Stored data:

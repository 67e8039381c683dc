//! Decoded instruction records
//!
//! An [`Instruction`] is a flat record: an [`Opcode`] tag plus the
//! register, immediate and target fields the tag uses. Unused fields
//! are zero. Instructions are built by the assembler and never change
//! afterwards; the stepper and the view emitters match exhaustively
//! over the tag.

use std::fmt;

/// Opcode tags for the supported RV32IM subset
#[derive(Debug, Clone, Copy, PartialEq, Eq, Hash)]
pub enum Opcode {
    // Integer register-immediate
    Addi,
    Andi,
    Ori,
    Xori,
    Slti,
    Sltiu,
    Slli,
    Srli,
    Srai,
    // Integer register-register
    Add,
    Sub,
    And,
    Or,
    Xor,
    Slt,
    Sltu,
    Sll,
    Srl,
    Sra,
    // M extension
    Mul,
    Mulh,
    Mulhsu,
    Mulhu,
    Div,
    Divu,
    Rem,
    Remu,
    // Loads
    Lb,
    Lbu,
    Lh,
    Lhu,
    Lw,
    // Stores
    Sb,
    Sh,
    Sw,
    // Control transfer
    Jal,
    Jalr,
    Beq,
    Bne,
    Blt,
    Bge,
    Bltu,
    Bgeu,
    // Upper immediate
    Lui,
    Auipc,
    // Environment
    Ecall,
}

/// Operand shape of an opcode, used by the parser and the printers
#[derive(Debug, Clone, Copy, PartialEq, Eq)]
pub enum Format {
    /// `op rd, rs1, rs2`
    RegReg,
    /// `op rd, rs1, imm`
    RegImm,
    /// `op rd, imm(rs1)`
    Load,
    /// `op rs2, imm(rs1)`
    Store,
    /// `op rs1, rs2, target`
    Branch,
    /// `jal rd, target`
    Jal,
    /// `jalr rd, imm(rs1)`
    Jalr,
    /// `op rd, imm` (LUI/AUIPC)
    UpperImm,
    /// no operands
    Ecall,
}

impl Opcode {
    pub fn mnemonic(self) -> &'static str {
        match self {
            Opcode::Addi => "addi",
            Opcode::Andi => "andi",
            Opcode::Ori => "ori",
            Opcode::Xori => "xori",
            Opcode::Slti => "slti",
            Opcode::Sltiu => "sltiu",
            Opcode::Slli => "slli",
            Opcode::Srli => "srli",
            Opcode::Srai => "srai",
            Opcode::Add => "add",
            Opcode::Sub => "sub",
            Opcode::And => "and",
            Opcode::Or => "or",
            Opcode::Xor => "xor",
            Opcode::Slt => "slt",
            Opcode::Sltu => "sltu",
            Opcode::Sll => "sll",
            Opcode::Srl => "srl",
            Opcode::Sra => "sra",
            Opcode::Mul => "mul",
            Opcode::Mulh => "mulh",
            Opcode::Mulhsu => "mulhsu",
            Opcode::Mulhu => "mulhu",
            Opcode::Div => "div",
            Opcode::Divu => "divu",
            Opcode::Rem => "rem",
            Opcode::Remu => "remu",
            Opcode::Lb => "lb",
            Opcode::Lbu => "lbu",
            Opcode::Lh => "lh",
            Opcode::Lhu => "lhu",
            Opcode::Lw => "lw",
            Opcode::Sb => "sb",
            Opcode::Sh => "sh",
            Opcode::Sw => "sw",
            Opcode::Jal => "jal",
            Opcode::Jalr => "jalr",
            Opcode::Beq => "beq",
            Opcode::Bne => "bne",
            Opcode::Blt => "blt",
            Opcode::Bge => "bge",
            Opcode::Bltu => "bltu",
            Opcode::Bgeu => "bgeu",
            Opcode::Lui => "lui",
            Opcode::Auipc => "auipc",
            Opcode::Ecall => "ecall",
        }
    }

    pub fn from_mnemonic(mnemonic: &str) -> Option<Opcode> {
        let op = match mnemonic {
            "addi" => Opcode::Addi,
            "andi" => Opcode::Andi,
            "ori" => Opcode::Ori,
            "xori" => Opcode::Xori,
            "slti" => Opcode::Slti,
            "sltiu" => Opcode::Sltiu,
            "slli" => Opcode::Slli,
            "srli" => Opcode::Srli,
            "srai" => Opcode::Srai,
            "add" => Opcode::Add,
            "sub" => Opcode::Sub,
            "and" => Opcode::And,
            "or" => Opcode::Or,
            "xor" => Opcode::Xor,
            "slt" => Opcode::Slt,
            "sltu" => Opcode::Sltu,
            "sll" => Opcode::Sll,
            "srl" => Opcode::Srl,
            "sra" => Opcode::Sra,
            "mul" => Opcode::Mul,
            "mulh" => Opcode::Mulh,
            "mulhsu" => Opcode::Mulhsu,
            "mulhu" => Opcode::Mulhu,
            "div" => Opcode::Div,
            "divu" => Opcode::Divu,
            "rem" => Opcode::Rem,
            "remu" => Opcode::Remu,
            "lb" => Opcode::Lb,
            "lbu" => Opcode::Lbu,
            "lh" => Opcode::Lh,
            "lhu" => Opcode::Lhu,
            "lw" => Opcode::Lw,
            "sb" => Opcode::Sb,
            "sh" => Opcode::Sh,
            "sw" => Opcode::Sw,
            "jal" => Opcode::Jal,
            "jalr" => Opcode::Jalr,
            "beq" => Opcode::Beq,
            "bne" => Opcode::Bne,
            "blt" => Opcode::Blt,
            "bge" => Opcode::Bge,
            "bltu" => Opcode::Bltu,
            "bgeu" => Opcode::Bgeu,
            "lui" => Opcode::Lui,
            "auipc" => Opcode::Auipc,
            "ecall" => Opcode::Ecall,
            _ => return None,
        };
        Some(op)
    }

    pub fn format(self) -> Format {
        match self {
            Opcode::Addi
            | Opcode::Andi
            | Opcode::Ori
            | Opcode::Xori
            | Opcode::Slti
            | Opcode::Sltiu
            | Opcode::Slli
            | Opcode::Srli
            | Opcode::Srai => Format::RegImm,
            Opcode::Add
            | Opcode::Sub
            | Opcode::And
            | Opcode::Or
            | Opcode::Xor
            | Opcode::Slt
            | Opcode::Sltu
            | Opcode::Sll
            | Opcode::Srl
            | Opcode::Sra
            | Opcode::Mul
            | Opcode::Mulh
            | Opcode::Mulhsu
            | Opcode::Mulhu
            | Opcode::Div
            | Opcode::Divu
            | Opcode::Rem
            | Opcode::Remu => Format::RegReg,
            Opcode::Lb | Opcode::Lbu | Opcode::Lh | Opcode::Lhu | Opcode::Lw => Format::Load,
            Opcode::Sb | Opcode::Sh | Opcode::Sw => Format::Store,
            Opcode::Beq
            | Opcode::Bne
            | Opcode::Blt
            | Opcode::Bge
            | Opcode::Bltu
            | Opcode::Bgeu => Format::Branch,
            Opcode::Jal => Format::Jal,
            Opcode::Jalr => Format::Jalr,
            Opcode::Lui | Opcode::Auipc => Format::UpperImm,
            Opcode::Ecall => Format::Ecall,
        }
    }
}

impl fmt::Display for Opcode {
    fn fmt(&self, f: &mut fmt::Formatter<'_>) -> fmt::Result {
        write!(f, "{}", self.mnemonic())
    }
}

/// One decoded instruction
///
/// `target_pc` is the absolute byte address of a branch or jump
/// destination, already resolved by the assembler. `src_line` is the
/// 0-based index of the source line the instruction came from.
#[derive(Debug, Clone, Copy, PartialEq, Eq)]
pub struct Instruction {
    pub op: Opcode,
    pub rd: u8,
    pub rs1: u8,
    pub rs2: u8,
    pub imm: i32,
    pub target_pc: u32,
    pub src_line: usize,
}

impl Instruction {
    /// A new instruction with every operand field zeroed
    pub fn new(op: Opcode, src_line: usize) -> Self {
        Self {
            op,
            rd: 0,
            rs1: 0,
            rs2: 0,
            imm: 0,
            target_pc: 0,
            src_line,
        }
    }
}

/// ABI names for x0..x31, in register-index order
pub const ABI_NAMES: [&str; 32] = [
    "zero", "ra", "sp", "gp", "tp", "t0", "t1", "t2", "s0", "s1", "a0", "a1", "a2", "a3", "a4",
    "a5", "a6", "a7", "s2", "s3", "s4", "s5", "s6", "s7", "s8", "s9", "s10", "s11", "t3", "t4",
    "t5", "t6",
];

/// Parse a register token: `xN` for N in 0..31, or an ABI alias
/// (including `fp` for x8).
pub fn parse_register(token: &str) -> Option<u8> {
    if let Some(rest) = token.strip_prefix('x') {
        // Reject forms like "x01a" but accept "x0".."x31"
        if let Ok(n) = rest.parse::<u32>() {
            if n < 32 {
                return Some(n as u8);
            }
        }
        return None;
    }
    if token == "fp" {
        return Some(8);
    }
    ABI_NAMES.iter().position(|&name| name == token).map(|i| i as u8)
}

§ WHAT IS EXPECTED: Look for the string "Andi" in the records, and copy every line where it is found.

§ EXERCISE SOLUTION:
    Andi,
            Opcode::Andi => "andi",
            "andi" => Opcode::Andi,
            | Opcode::Andi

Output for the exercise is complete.